Methods based on the ViT model for building extraction involve applying the Transformer (Vaswani et al. Citation2017) model, originally designed for natural language processing, to image classification. This approach was first proposed by Dosovitskiy et al. (Citation2021). The original image is divided into patches, which are then flattened into a sequence of tokens. After adding positional encoding and extra learnable classification tokens, the sequence is input into the encoder part of the Transformer model. Finally, a fully connected layer is added to classify and extract information from the image. Zheng et al. (Citation2021) transformed semantic segmentation into a sequence-to-sequence prediction task, abandoning the need for the model to learn local-to-global features by reducing resolution. Although this method yields good results, it also comes with a high computational complexity, making it less suitable for high-resolution images. Xie et al. (Citation2021) propose the SegFormer, which unifies Transformers with lightweight multilayer perceptron (MLP) decoders, this design removes positional encoding and complex decoder structures, making the Transformer lighter weight and improving model performance. Liu, Lin, et al. (Citation2021), Liu, Liu, et al. (Citation2021) proposed the Swin Transformer, which utilizes a hierarchical structure similar to CNNs to process images, enabling Transformer models to flexibly handle images of different scales. Han et al. (Citation2021) proposed a novel architecture called Transformer in Transformer, which divides patches into multiple smaller sub-patches, aggregating features of patches and sub-patches through linear transformations to enhance representational capacity. These methods effectively utilize the attention mechanism in the Transformer model to capture global context information, establishing long-range dependencies for the target, but their ability to extract local features still needs improvement.

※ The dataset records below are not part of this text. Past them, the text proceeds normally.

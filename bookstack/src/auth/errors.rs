//! Authentication error types.

use thiserror::Error;

/// Errors produced by credential verification and token handling.
#[derive(Debug, Error)]
pub enum AuthError {
    /// Password did not match the stored hash.
    #[error("Invalid credentials")]
    InvalidCredentials,

    /// No account exists for the presented username.
    #[error("User not found")]
    NotFound,

    /// Username or email is already taken.
    #[error("Username or email already in use")]
    Conflict,

    /// Token verification failed. Expired, forged and malformed tokens all
    /// land here; callers never learn which.
    #[error("{0}")]
    Unauthenticated(String),

    /// Underlying database failure.
    #[error("Database error: {0}")]
    Database(#[from] sqlx::Error),

    /// Argon2 hashing or verification could not run.
    #[error("Password hashing failed")]
    Hashing,

    /// JWT signing failed.
    #[error("Token signing failed: {0}")]
    Signing(jsonwebtoken::errors::Error),
}

impl AuthError {
    /// Message safe to return to clients. Internal failures are collapsed so
    /// connection strings and key material never leak into responses.
    pub fn client_message(&self) -> String {
        match self {
            AuthError::Database(_) | AuthError::Hashing | AuthError::Signing(_) => {
                "Internal Server Error".to_string()
            }
            other => other.to_string(),
        }
    }
}

pub type AuthResult<T> = Result<T, AuthError>;

#[cfg(test)]
mod tests {
    use super::*;

    #[test]
    fn client_message_hides_internal_detail() {
        let err = AuthError::Database(sqlx::Error::PoolClosed);
        assert_eq!(err.client_message(), "Internal Server Error");
        assert_ne!(err.to_string(), err.client_message());
    }

    #[test]
    fn client_message_passes_through_domain_errors() {
        assert_eq!(AuthError::NotFound.client_message(), "User not found");
        assert_eq!(
            AuthError::Conflict.client_message(),
            "Username or email already in use"
        );
        assert_eq!(
            AuthError::Unauthenticated("No refresh token provided".to_string()).client_message(),
            "No refresh token provided"
        );
    }
}
//! Server configuration management.
//!
//! Consolidates all environment variable reads and provides validated configuration.

use std::net::SocketAddr;
use std::path::PathBuf;

use bookstack::db::DatabaseConfig;

/// Complete server configuration loaded from environment variables
#[derive(Debug, Clone)]
pub struct ServerConfig {
    /// Server bind address
    pub bind: SocketAddr,
    /// Database configuration
    pub database: DatabaseConfig,
    /// Security configuration
    pub security: SecurityConfig,
    /// Path to the catalog CSV loaded at startup
    pub books_csv: PathBuf,
    /// Optional Prometheus exporter bind address
    pub metrics_bind: Option<SocketAddr>,
}

/// Security-related configuration
#[derive(Debug, Clone)]
pub struct SecurityConfig {
    /// Access-token signing secret (required)
    pub access_token_secret: String,
    /// Refresh-token signing secret (required, must differ from access)
    pub refresh_token_secret: String,
}

impl ServerConfig {
    /// Load configuration from environment variables.
    ///
    /// CLI overrides take precedence over the environment; required secrets
    /// have no default and fail loading when absent.
    pub fn from_env(
        bind_override: Option<SocketAddr>,
        database_url_override: Option<String>,
        books_csv_override: Option<PathBuf>,
    ) -> Result<Self, ConfigError> {
        // Bind address
        let bind = bind_override
            .or_else(|| {
                std::env::var("SERVER_BIND")
                    .ok()
                    .and_then(|s| s.parse().ok())
            })
            .unwrap_or_else(|| {
                "127.0.0.1:8080"
                    .parse()
                    .expect("Default bind address is valid")
            });

        // Database configuration
        let database_url = database_url_override
            .or_else(|| std::env::var("DATABASE_URL").ok())
            .unwrap_or_else(|| "postgres://postgres@localhost/bookstack".to_string());

        let database = DatabaseConfig {
            database_url,
            max_connections: parse_env_or("DB_MAX_CONNECTIONS", 20),
            min_connections: parse_env_or("DB_MIN_CONNECTIONS", 5),
            connection_timeout_secs: parse_env_or("DB_CONNECTION_TIMEOUT_SECS", 10),
            idle_timeout_secs: parse_env_or("DB_IDLE_TIMEOUT_SECS", 600),
            max_lifetime_secs: parse_env_or("DB_MAX_LIFETIME_SECS", 1800),
        };

        // Security configuration (REQUIRED)
        let access_token_secret =
            std::env::var("ACCESS_TOKEN_SECRET").map_err(|_| ConfigError::MissingRequired {
                var: "ACCESS_TOKEN_SECRET".to_string(),
                hint: "Generate with: openssl rand -hex 32".to_string(),
            })?;

        let refresh_token_secret =
            std::env::var("REFRESH_TOKEN_SECRET").map_err(|_| ConfigError::MissingRequired {
                var: "REFRESH_TOKEN_SECRET".to_string(),
                hint: "Generate with: openssl rand -hex 32".to_string(),
            })?;

        let security = SecurityConfig {
            access_token_secret,
            refresh_token_secret,
        };

        // Catalog CSV path
        let books_csv = books_csv_override
            .or_else(|| std::env::var("BOOKS_CSV").ok().map(PathBuf::from))
            .unwrap_or_else(|| PathBuf::from("./data/books.csv"));

        // Optional metrics exporter
        let metrics_bind = std::env::var("METRICS_BIND")
            .ok()
            .map(|s| {
                s.parse().map_err(|_| ConfigError::Invalid {
                    var: "METRICS_BIND".to_string(),
                    reason: "Must be a valid socket address (e.g. 127.0.0.1:9090)".to_string(),
                })
            })
            .transpose()?;

        Ok(ServerConfig {
            bind,
            database,
            security,
            books_csv,
            metrics_bind,
        })
    }

    /// Validate configuration after loading.
    pub fn validate(&self) -> Result<(), ConfigError> {
        if self.security.access_token_secret.len() < 32 {
            return Err(ConfigError::Invalid {
                var: "ACCESS_TOKEN_SECRET".to_string(),
                reason: "Must be at least 32 characters (128-bit security)".to_string(),
            });
        }

        if self.security.refresh_token_secret.len() < 32 {
            return Err(ConfigError::Invalid {
                var: "REFRESH_TOKEN_SECRET".to_string(),
                reason: "Must be at least 32 characters (128-bit security)".to_string(),
            });
        }

        // The two secrets separate the token classes; sharing one value
        // would let a refresh token pass as an access token.
        if self.security.access_token_secret == self.security.refresh_token_secret {
            return Err(ConfigError::Invalid {
                var: "REFRESH_TOKEN_SECRET".to_string(),
                reason: "Must differ from ACCESS_TOKEN_SECRET".to_string(),
            });
        }

        Ok(())
    }
}

/// Configuration error types
#[derive(Debug, thiserror::Error)]
pub enum ConfigError {
    #[error("Missing required environment variable: {var}\nHint: {hint}")]
    MissingRequired { var: String, hint: String },

    #[error("Invalid configuration for {var}: {reason}")]
    Invalid { var: String, reason: String },
}

/// Helper to parse environment variable with default fallback
fn parse_env_or<T>(key: &str, default: T) -> T
where
    T: std::str::FromStr,
{
    std::env::var(key)
        .ok()
        .and_then(|v| v.parse().ok())
        .unwrap_or(default)
}

#[cfg(test)]
mod tests {
    use super::*;

    fn config_with_secrets(access: &str, refresh: &str) -> ServerConfig {
        ServerConfig {
            bind: "127.0.0.1:8080".parse().unwrap(),
            database: DatabaseConfig {
                database_url: "test".to_string(),
                max_connections: 10,
                min_connections: 1,
                connection_timeout_secs: 5,
                idle_timeout_secs: 300,
                max_lifetime_secs: 1800,
            },
            security: SecurityConfig {
                access_token_secret: access.to_string(),
                refresh_token_secret: refresh.to_string(),
            },
            books_csv: PathBuf::from("./data/books.csv"),
            metrics_bind: None,
        }
    }

    #[test]
    fn test_config_error_display() {
        let err = ConfigError::MissingRequired {
            var: "ACCESS_TOKEN_SECRET".to_string(),
            hint: "Use openssl".to_string(),
        };
        let msg = err.to_string();
        assert!(msg.contains("ACCESS_TOKEN_SECRET"));
        assert!(msg.contains("Use openssl"));
    }

    #[test]
    fn test_config_validation_accepts_distinct_long_secrets() {
        let config = config_with_secrets(&"a".repeat(32), &"b".repeat(32));
        assert!(config.validate().is_ok());
    }

    #[test]
    fn test_config_validation_short_secret() {
        let config = config_with_secrets("short", &"b".repeat(32));
        let err = config.validate().unwrap_err();
        assert!(matches!(err, ConfigError::Invalid { .. }));
    }

    #[test]
    fn test_config_validation_identical_secrets() {
        let config = config_with_secrets(&"a".repeat(32), &"a".repeat(32));
        let err = config.validate().unwrap_err();
        assert!(matches!(err, ConfigError::Invalid { ref var, .. } if var == "REFRESH_TOKEN_SECRET"));
    }
}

Methods based on a hybrid CNN + Transformer model for building extraction simultaneously leverage the strengths of both models, attracting considerable attention from researchers in image segmentation (Zhou and Mao Citation2023). For example, Cao et al. (Citation2022) replaced the convolutional layers in U-Net with Swin modules, forming the SwinUNet model. Experimental results in image semantic segmentation demonstrated that a pure Transformer network in the U-shape architecture also possesses strong semantic segmentation capabilities. Chen et al. (Citation2021) proposed the TransUnet model by introducing Transformer modules into the encoder of the U-Net model. This transformation converts feature maps generated by CNN into sequences to enhance global contextual information, strengthening the model’s attention to the relationship between distant pixels. Wang et al. (Citation2021) identified a potential issue with semantic inconsistency leading to decreased performance when fusing feature maps during skip connections in the UNet model. To address this, they proposed the UCTransNet model, using channel Transformer (Ctrans) modules to guide feature fusion. Gong et al. (Citation2023) aimed to achieve a good balance between the accuracy and completeness of building extraction, propose a Context-Content Collaboration Network (C³Net) consisting of a Context-Content Aware Module (C²AM) and an Edge Residual Refinement Module (ER²M), they are respectively used to capture the long-range dependencies between the positions of each building and to refine the features output by the decoder. Considering the issue of insufficient preservation of spatial details in feature extraction by ViT, leading to the inability to perform fine-grained building segmentation, Wang et al. (Citation2022) proposed a novel visual transformer, BuildFormer, to encode spatial details and capture global dependencies.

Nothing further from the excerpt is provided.